Die Bundesregierung hat sich mit ihrem Vorhaben, WLAN-Anbieter nur unter bestimmten Umständen von der Störerhaftung zu befreien, im Bundestag keine Freunde gemacht. Vertreter aller Fraktionen machten zur 1. Lesung des Gesetzentwurfs am Donnerstagabend deutlich, dass dieser korrigiert werden müsse. Zu einem echten Schlagabtausch kam es aber nicht, da die Reden wegen der vorgerückten Stunde nur zu Protokoll gegeben wurden. Steine auf dem Weg zu offenen Funknetzen
Die Linke Halina Wawzyniak appellierte an Schwarz-Rot, den vom Bundesgerichtshof (BGH) fabrizierten "Unsinn" der Fremdhaftung endlich komplett abzuschaffen. Erfreut seien allein große Anbieter wie die Deutsche Telekom, "die nun ihre teuren Produkte schön verkaufen können", ärgerte sich Wawzyniak. Schließlich würden insbesondere Privatpersonen von den vorgesehenen Auflagen für offene drahtlose Netzwerke verunsichert. Besonders schlimm sei, dass die Regierung Freifunkern, die gerade etwa Flüchtlingsheime mit dringend benötigtem Internet per WLAN versorgten, noch mehr Steine in den Weg legen wolle. Wawzyniak empfahl der Koalition, den bislang von ihr abgelehnten Vorschlag der Opposition zu dem Thema zu lesen.

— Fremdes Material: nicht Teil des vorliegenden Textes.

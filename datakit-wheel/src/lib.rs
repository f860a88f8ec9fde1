#![cfg_attr(not(feature = "std"), no_std)]
#![warn(missing_docs)]
#![deny(unsafe_code)]

//! A four-level cascading timing wheel.
//!
//! Level 0 is a ring of 256 one-millisecond slots; each of the three upper
//! 64-slot rings spans a full turn of the ring below, for roughly 18.6 hours
//! of total coverage. Timers beyond coverage wait in an ordered overflow
//! store; timers created inside callbacks or with sub-slot delays wait in a
//! pending store drained at the end of each advance. Cancellation marks an
//! identifier and retires the timer wherever it happens to live when next
//! scanned, so unregistering never searches the rings.
//!
//! The wheel is single-threaded and cooperative: nothing blocks, spawns, or
//! fires outside [`Wheel::advance`] / [`Wheel::poll`].

extern crate alloc;

mod cancel;
mod error;
mod timer;
mod wheel;

#[cfg(test)]
mod tests;

pub use error::Error;
pub use timer::{
    Callback,
    TimerId,
};
pub use wheel::{
    Wheel,
    WheelStats,
};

Die Regierung wolle offenbar nur dafür sorgen, "dass es bald weniger statt mehr offene Funknetze gibt", monierte Grünen-Netzexperte Konstantin von Notz. Damit habe sie sich heillos im "Neuland" verlaufen und drohe offen gegen EU-Recht sowie eventuell auch gegen das Grundgesetz zu verstoßen. "Wir müssen nacharbeiten"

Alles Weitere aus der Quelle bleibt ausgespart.